Figure 2 shows one picture of sagittal cross-section of a permanent maxillary central incisor, taken with the experimental set-up that has been described in Section 0 (microscope magnification: \(\times\)40). Picture is round because of the microscope lens. Quality of the picture is acceptable, but an overall view of the tooth cross-section is not possible.

Figure 2. One picture taken with the smartphone mounted on the light microscope

However, this picture is one piece of the created high-resolution complete section of the tooth that is obtained with the method proposed in Section 0, as illustrated in Figure 3.

Figure 3. The obtained stitched virtual slide, with the different pieces highlighted with the circles

Other examples of obtained pictures are available in Appendix 3 and online on a Prodibi database [15].

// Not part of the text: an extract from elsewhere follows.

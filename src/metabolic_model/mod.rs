//! Module representing the metabolic model whose flux bounds are constrained

pub mod gene;
pub mod model;
pub mod reaction;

3.2. Needed time and virtual slide weight

One of the advantages of the proposed method is its relatively fast execution for large groups of glass slides. As detailed in Table 1, a total duration of 375 min has been necessary to create the stitched pictures (for instance the example given in Section 0): it results in an average of 5 min per virtual slide.
Table 1. Details about the procedure duration.
Action Duration (min)
Taking pictures of the glass slides 120
Copy/Paste and conversion to .tif 30
Erasing black background 100
Stitching 100
Jpeg compression 10
Upload 15
Total 375

Weights of the obtained files depend on the number of pictures that were taken in order to obtain the stitched figures. In the present case, the latter have between 20 Mpx and 250 Mpx, for a total weight of 2-10 Mo (compressed jpeg), 10-60 Mo (uncompressed jpeg) or 90-340 Mo (tif).

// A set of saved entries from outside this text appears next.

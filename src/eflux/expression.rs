//! Scaled gene expression values keyed by gene id
//!
//! Built once per analysis run from tabular records (see
//! [`crate::io::expression`]) and read-only afterwards.

use std::collections::HashSet;

use crate::configuration::CONFIGURATION;

use indexmap::IndexMap;
use thiserror::Error;

/// How collected expression values are scaled into [0, 1]
#[derive(Clone, Copy, Debug, PartialEq)]
pub enum Normalization {
    /// Divide by the maximum collected value; the maximum becomes exactly 1.0
    Max,
    /// Divide by the given quantile of all collected values and clamp at 1.0,
    /// so values at or above the quantile saturate
    Quantile(f64),
}

/// Read-only mapping from gene id to a scaled expression value
#[derive(Clone, Debug, Default, PartialEq)]
pub struct ExpressionMap {
    values: IndexMap<String, f64>,
}

impl ExpressionMap {
    /// Look up a gene's scaled expression, falling back to `default`
    ///
    /// A miss is an expected, handled state: genes in the model but absent
    /// from the measurement are resolved to the caller's default.
    pub fn get_or(&self, gene_id: &str, default: f64) -> f64 {
        self.values.get(gene_id).copied().unwrap_or(default)
    }

    pub fn len(&self) -> usize {
        self.values.len()
    }

    pub fn is_empty(&self) -> bool {
        self.values.is_empty()
    }

    /// Build the map from raw records
    ///
    /// Records whose id is not in `universe` (the model's gene set) are
    /// dropped, bounding memory to genes the model can reference. Later
    /// records overwrite earlier ones for the same id. The retained values
    /// are then normalized per `normalization`.
    ///
    /// # Errors
    /// - [`ExpressionDataError::Empty`] when no record survives the universe
    ///   filter (no maximum or quantile is computable)
    /// - [`ExpressionDataError::InvalidQuantile`] when a quantile outside
    ///   [0, 1] is requested
    /// - [`ExpressionDataError::DegenerateScale`] when the divisor is too
    ///   close to zero to scale by
    pub fn from_records<I>(
        records: I,
        universe: &HashSet<String>,
        normalization: Normalization,
    ) -> Result<Self, ExpressionDataError>
    where
        I: IntoIterator<Item = (String, f64)>,
    {
        let mut values: IndexMap<String, f64> = IndexMap::new();
        for (id, value) in records {
            if universe.contains(&id) {
                values.insert(id, value);
            }
        }
        if values.is_empty() {
            return Err(ExpressionDataError::Empty);
        }

        let (divisor, clamp) = match normalization {
            Normalization::Max => {
                let max = values.values().copied().fold(f64::NEG_INFINITY, f64::max);
                (max, false)
            }
            Normalization::Quantile(q) => {
                let collected: Vec<f64> = values.values().copied().collect();
                (quantile(collected, q)?, true)
            }
        };
        if divisor.abs() <= CONFIGURATION.read().unwrap().tolerance {
            return Err(ExpressionDataError::DegenerateScale(divisor));
        }

        for value in values.values_mut() {
            *value /= divisor;
            if clamp && *value > 1.0 {
                *value = 1.0;
            }
        }

        Ok(ExpressionMap { values })
    }
}

/// Linearly interpolated quantile of `values`, numpy style
///
/// `q` runs from 0.0 (minimum) to 1.0 (maximum).
pub(crate) fn quantile(mut values: Vec<f64>, q: f64) -> Result<f64, ExpressionDataError> {
    if !(0.0..=1.0).contains(&q) {
        return Err(ExpressionDataError::InvalidQuantile(q));
    }
    if values.is_empty() {
        return Err(ExpressionDataError::Empty);
    }
    values.sort_by(f64::total_cmp);

    let position = q * (values.len() - 1) as f64;
    let below = position.floor() as usize;
    let above = position.ceil() as usize;
    let fraction = position - below as f64;
    Ok(values[below] + fraction * (values[above] - values[below]))
}

/// Enum representing failures while building expression data
#[derive(Clone, Debug, Error, PartialEq)]
pub enum ExpressionDataError {
    /// No values to normalize; the map cannot be built partially and used safely
    #[error("no expression values collected, cannot compute a normalization divisor")]
    Empty,
    /// Quantiles are fractions of the distribution
    #[error("quantile {0} is outside [0, 1]")]
    InvalidQuantile(f64),
    /// Dividing by a near-zero scale would blow every value up
    #[error("normalization divisor {0} is too close to zero")]
    DegenerateScale(f64),
}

Given the actual glass slides, reducing the quality of the jpeg files that is given by the software to 50% allowed a 75% loss of weight with a satisfactory resolution. Choice of the compression factor is a trade-off between quality and weight. It also depends on the initial quality of the pictures and their application (for instance, cytology requires more quality, thus preventing the use of an important compression factor).

3.3. Increasing resolution/microscope magnification

The same method was applied to one sample with a higher microscope magnification (\(\times\)100). Results are compared to the lowest magnification in Figure 4.

Figure 4. Equivalent fragments of the same digitalized slide in x100 magnification (left) and \(\times\)40 magnification (right) showing no significant difference

The higher magnification did not show significant enhancement of the obtained pictures, for a relatively important increase of weight (150 Mo for an uncompressed .jpeg format and 750 Mo for a .tif format, against 60 Mo and 340 Mo, respectively). However, this result should not be generalized since the potential image resolution is inherent in the optical system [16].

Even higher magnifications (\(\times\)400 and \(\times\)1000) were available with the microscope; however, the lack of multiple focus planes reduces the depth of sharpness, making such magnifications unusable for virtual slides without z-axis.

3.4. Probable causes of failure

Despite its easy way of use, the proposed method might fail to create the virtual slide. In the present case, 9 stitchings out of 70 failed. The 9 failed stitching consist of three different kinds:
  • The stitching process is successful, but necessitates an intermediate step.
  • The whole stitching process is not successful, but two or three blocks are obtained.
  • The stitching process is completely failed, some pictures being not possible to stitch to the others.
In the present work, the main cause of failure seems to be the monotony of the image. Indeed, all failed stitching concern areas close to the tooth's root; no failure was found with coronal structures. Example of a very monotonous fragment of a slide (part of the root) is shown in Figure 5.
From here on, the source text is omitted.